You, however, have been fantastic. I hope your colleague is ok.

StarbucksSmarterSister · 16/02/2023 01:14

if a woman posted that her husband has forcibly let a unknown male sleep on the sofa without her consent and with a child in the house it would be a different story.

It would be a totally different situation.

rainbowstardrops · 16/02/2023 07:05

This all sounds very odd. Why did your colleague choose your door to knock on instead of a closer colleague and why has your DH reacted so adversely to it?
Are they connected do you think?

kateandme · 16/02/2023 07:23

Maybe she came to you as she recognised something in you.because Jesus.your dh gets worse."better be gone" ermm no.no.nope.maybe he has sympathy with a guy threatening his partner.
This DOESN'T need to turn into anything lo g term ffks give her a break she has been there a night.all thise people saying she will be living there next.ugh.
Sounds like she's been a lot more proactive than many fleeing dv manage.and hey 👋 maybe that's because she is supported!

Bubblebubblebah · 16/02/2023 07:24

Crutcher · 15/02/2023 23:37

I've said this several pages up, glad to see other posters agreeing. Whatever you think about the situation, bringing in people to stay at your house against the wishes of your spouse is bordering on abusive.

There is not a chance in hell had a woman complained her husband allowed his friends to stay against her explicit wishes, that the be kind brigade from this thread would have praised him and condemned her.

Wouldn't compare it to man, but if DH's female colleague turned up like this, I am sure it would be the same result you pointed out.

I agree that it's not ok to just get someone to stay when other partner disagrees, especially so vehemently. There is other practical help one can offer including taking them to refuge or hotel or local charity or police station or thousand others.

Instead there is now senior colleague with her own marriage issues, newly , and indefinitely staying guest. I hope op speaks to that hr (if this is real)

Mainlinethehappy · 16/02/2023 07:55

Gh12345 · 15/02/2023 22:08

I think if she’s showed up to someone’s she’s not super close to, says a lot about her situation right now. She sounds desperate and needs somewhere to stay the night. I would let them stay

...and she's now stayed for 2 nights.

picklemewalnuts · 16/02/2023 07:59

There's no 'mechanism' for supporting women and children fleeing DV late at night.

There is if you can afford to pay the rent and find a place at a refuge- but that needs prior planning. I know someone in significant debt from staying in a refuge. Partly due to an error on the benefits side, but she has that debt now.

The various opportunities kick in with prior planning and arrangement.
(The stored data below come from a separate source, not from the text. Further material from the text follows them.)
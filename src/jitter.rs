//! Sources of initial-delay jitter.

use rand::Rng;

/// Picks the jitter slot for a record's first attempt.
///
/// The runner asks for a slot in `0..slots`, where `slots` is the worker
/// count, and multiplies it by [`JITTER_STEP`](crate::retry::JITTER_STEP).
pub trait JitterSource: Send + Sync {
    /// Return a slot in `0..slots`. `slots` is never zero.
    fn slot(&self, slots: u32) -> u32;
}

/// Uniformly random slots from the thread-local RNG.
#[derive(Debug, Clone, Copy, Default)]
pub struct RandomJitter;

impl JitterSource for RandomJitter {
    fn slot(&self, slots: u32) -> u32 {
        if slots <= 1 {
            return 0;
        }
        rand::thread_rng().gen_range(0..slots)
    }
}

/// Always the same slot, clamped to the available range.
///
/// Useful for deterministic tests.
#[derive(Debug, Clone, Copy, Default)]
pub struct FixedJitter(pub u32);

impl JitterSource for FixedJitter {
    fn slot(&self, slots: u32) -> u32 {
        self.0.min(slots.saturating_sub(1))
    }
}
//! Bounded-concurrency runner with retry.

mod builder;
mod queue;
mod worker;

pub use builder::RunnerBuilder;

use std::sync::Arc;

use tokio::task::JoinSet;
use tracing::{error, info};

use crate::callback::Callback;
use crate::events::{EventHandler, NoopEventHandler};
use crate::jitter::JitterSource;
use crate::retry::RetryPolicy;
use queue::{Record, WorkQueue};
use worker::{Tally, Worker};

/// Outcome of a completed run.
#[derive(Debug, Clone, PartialEq, Eq)]
pub struct RunSummary<T> {
    /// Records whose callback eventually returned `Ok`.
    pub succeeded: usize,
    /// Total callback invocations.
    pub attempts: usize,
    /// Invocations that returned `Err`.
    pub failures: usize,
    /// Records dropped after reaching the attempt ceiling.
    ///
    /// Always empty unless `max_attempts` was configured.
    pub exhausted: Vec<T>,
}

impl<T> Default for RunSummary<T> {
    fn default() -> Self {
        Self {
            succeeded: 0,
            attempts: 0,
            failures: 0,
            exhausted: Vec::new(),
        }
    }
}

impl<T> RunSummary<T> {
    /// Returns true if every record succeeded.
    pub fn is_complete(&self) -> bool {
        self.exhausted.is_empty()
    }

    fn merge(&mut self, tally: Tally<T>) {
        self.succeeded += tally.succeeded;
        self.attempts += tally.attempts;
        self.failures += tally.failures;
        self.exhausted.extend(tally.exhausted);
    }
}

/// Runs a callback over a list of records with a fixed number of workers,
/// retrying failed records with linear backoff.
pub struct TaskRunner<C, H = NoopEventHandler> {
    callback: Arc<C>,
    handler: Arc<H>,
    policy: RetryPolicy,
    concurrent_tasks: usize,
    jitter: Arc<dyn JitterSource>,
}

impl<C> TaskRunner<C, NoopEventHandler> {
    /// Start building a runner around `callback`.
    pub fn builder(callback: C) -> RunnerBuilder<C> {
        RunnerBuilder::new(callback)
    }
}

impl<C, H> TaskRunner<C, H> {
    /// The retry schedule used by this runner.
    pub fn policy(&self) -> &RetryPolicy {
        &self.policy
    }

    /// Number of worker loops per run.
    pub fn concurrent_tasks(&self) -> usize {
        self.concurrent_tasks
    }

    /// Process every record until it succeeds.
    ///
    /// Resolves once all workers have found the queue empty. Callback
    /// failures never fail the run; the record is re-enqueued instead. With
    /// no `max_attempts` configured, a record that never succeeds keeps this
    /// future pending forever.
    ///
    /// Workers are spawned onto the current tokio runtime.
    ///
    /// # Panics
    ///
    /// Re-raises a panic from the callback or the event handler.
    pub async fn run<T>(&self, records: Vec<T>) -> RunSummary<T>
    where
        T: Clone + Send + 'static,
        C: Callback<T> + 'static,
        H: EventHandler<T, C::Error> + 'static,
    {
        let total = records.len();
        let slots = u32::try_from(self.concurrent_tasks).unwrap_or(u32::MAX);
        let queue = Arc::new(WorkQueue::new(records.into_iter().map(|value| {
            let delay = self.policy.initial_delay(self.jitter.slot(slots));
            Record::new(value, delay)
        })));

        info!(
            records = total,
            workers = self.concurrent_tasks,
            "Starting run"
        );

        let mut workers = JoinSet::new();
        for id in 0..self.concurrent_tasks {
            let worker = Worker {
                id,
                queue: queue.clone(),
                callback: self.callback.clone(),
                handler: self.handler.clone(),
                policy: self.policy,
            };
            workers.spawn(worker.run());
        }

        let mut summary = RunSummary::default();
        while let Some(joined) = workers.join_next().await {
            match joined {
                Ok(tally) => summary.merge(tally),
                Err(e) if e.is_panic() => {
                    error!(error = %e, "Worker panicked");
                    std::panic::resume_unwind(e.into_panic());
                }
                Err(e) => error!(error = %e, "Worker did not complete"),
            }
        }

        info!(
            succeeded = summary.succeeded,
            attempts = summary.attempts,
            failures = summary.failures,
            exhausted = summary.exhausted.len(),
            "Run complete"
        );
        summary
    }
}
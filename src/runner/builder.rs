use std::sync::Arc;

use super::TaskRunner;
use crate::config::RunnerConfig;
use crate::error::ConfigError;
use crate::events::NoopEventHandler;
use crate::jitter::{JitterSource, RandomJitter};
use crate::retry::RetryPolicy;

/// Builder for configuring a [`TaskRunner`].
pub struct RunnerBuilder<C, H = NoopEventHandler> {
    callback: C,
    handler: H,
    config: RunnerConfig,
    jitter: Arc<dyn JitterSource>,
}

impl<C> RunnerBuilder<C, NoopEventHandler> {
    /// Create a new builder around the given callback, with default settings
    /// and no event handler.
    pub fn new(callback: C) -> Self {
        Self {
            callback,
            handler: NoopEventHandler,
            config: RunnerConfig::default(),
            jitter: Arc::new(RandomJitter),
        }
    }
}

impl<C, H> RunnerBuilder<C, H> {
    /// Replace all tunables at once.
    pub fn config(mut self, config: RunnerConfig) -> Self {
        self.config = config;
        self
    }

    /// Set the number of concurrent worker loops.
    pub fn concurrent_tasks(mut self, n: usize) -> Self {
        self.config.concurrent_tasks = n;
        self
    }

    /// Set the base wait, in seconds, added to every attempt.
    pub fn retry_after_seconds(mut self, seconds: f64) -> Self {
        self.config.retry_after_seconds = seconds;
        self
    }

    /// Set the extra wait per failed attempt, in milliseconds.
    pub fn retry_delay_step_milliseconds(mut self, millis: u64) -> Self {
        self.config.retry_delay_step_milliseconds = millis;
        self
    }

    /// Give up on a record after `n` attempts.
    ///
    /// Without this, a record that never succeeds keeps the run alive forever.
    pub fn max_attempts(mut self, n: u32) -> Self {
        self.config.max_attempts = Some(n);
        self
    }

    /// Set the source of initial-delay jitter.
    pub fn with_jitter<J: JitterSource + 'static>(mut self, jitter: J) -> Self {
        self.jitter = Arc::new(jitter);
        self
    }

    /// Set the event handler.
    pub fn with_event_handler<H2>(self, handler: H2) -> RunnerBuilder<C, H2> {
        RunnerBuilder {
            callback: self.callback,
            handler,
            config: self.config,
            jitter: self.jitter,
        }
    }

    /// Build the runner.
    pub fn build(self) -> Result<TaskRunner<C, H>, ConfigError> {
        self.config.validate()?;

        Ok(TaskRunner {
            callback: Arc::new(self.callback),
            handler: Arc::new(self.handler),
            policy: RetryPolicy::from(&self.config),
            concurrent_tasks: self.config.concurrent_tasks,
            jitter: self.jitter,
        })
    }
}

#[cfg(test)]
mod tests {
    use super::*;
    use std::time::Duration;

    async fn noop(_record: u32) -> Result<(), ()> {
        Ok(())
    }

    #[test]
    fn test_defaults() {
        let runner = RunnerBuilder::new(noop).build().unwrap();

        assert_eq!(runner.concurrent_tasks(), 2);
        assert_eq!(runner.policy(), &RetryPolicy::default());
    }

    #[test]
    fn test_setters_override_config() {
        let runner = RunnerBuilder::new(noop)
            .config(RunnerConfig {
                concurrent_tasks: 8,
                ..Default::default()
            })
            .concurrent_tasks(3)
            .retry_after_seconds(0.25)
            .retry_delay_step_milliseconds(10)
            .max_attempts(4)
            .build()
            .unwrap();

        assert_eq!(runner.concurrent_tasks(), 3);
        assert_eq!(runner.policy().retry_after, Duration::from_millis(250));
        assert_eq!(runner.policy().step, Duration::from_millis(10));
        assert_eq!(runner.policy().max_attempts, Some(4));
    }

    #[test]
    fn test_invalid_config_rejected() {
        let result = RunnerBuilder::new(noop).concurrent_tasks(0).build();
        assert!(matches!(result, Err(ConfigError::ZeroConcurrency)));

        let result = RunnerBuilder::new(noop).retry_after_seconds(-0.5).build();
        assert!(matches!(result, Err(ConfigError::InvalidRetryAfter(_))));
    }

    #[test]
    fn test_out_of_range_retry_after_rejected_without_panic() {
        let result = RunnerBuilder::new(noop).retry_after_seconds(1e20).build();
        assert!(matches!(result, Err(ConfigError::InvalidRetryAfter(v)) if v == 1e20));

        let result = RunnerBuilder::new(noop)
            .config(serde_json::from_str(r#"{ "retry_after_seconds": 1e20 }"#).unwrap())
            .build();
        assert!(matches!(result, Err(ConfigError::InvalidRetryAfter(_))));
    }
}
//! Error types for the bot

use thiserror::Error;

/// Bot error type
#[derive(Debug, Error)]
pub enum BotError {
    /// Fatal misconfiguration. The only error that aborts the process,
    /// and only before the scheduler loop starts.
    #[error("Configuration error: {0}")]
    Config(String),

    /// Upstream fetch failed (timeout, bad status, malformed payload).
    /// Counted by the health monitor, never crashes the loop.
    #[error("Fetch error: {0}")]
    Fetch(String),

    /// A price observation could not be evaluated (malformed numeric).
    /// The symbol is skipped for this tick, its baseline untouched.
    #[error("Evaluation error: {0}")]
    Evaluation(String),

    /// A channel message could not be delivered. Logged; later messages
    /// and the next tick are unaffected.
    #[error("Delivery error: {0}")]
    Delivery(String),
}

impl BotError {
    pub fn fetch(err: impl std::fmt::Display) -> Self {
        Self::Fetch(err.to_string())
    }

    pub fn delivery(err: impl std::fmt::Display) -> Self {
        Self::Delivery(err.to_string())
    }
}

pub type Result<T> = std::result::Result<T, BotError>;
Otherwise it's sleeping in the car.

Mainlinethehappy · 16/02/2023 08:00

OP, this all sounds so odd.
How did this colleague know where you live?
Have you had a relationship with her beyond being just a colleague that would have given her confidence in approaching you? You're senior to her at work - I'd be straight to the police for refuge contacts rather than be considered audacious by asking a senior colleague to take me and DD in.
Something doesn't sound right in why she has zeroed in on you.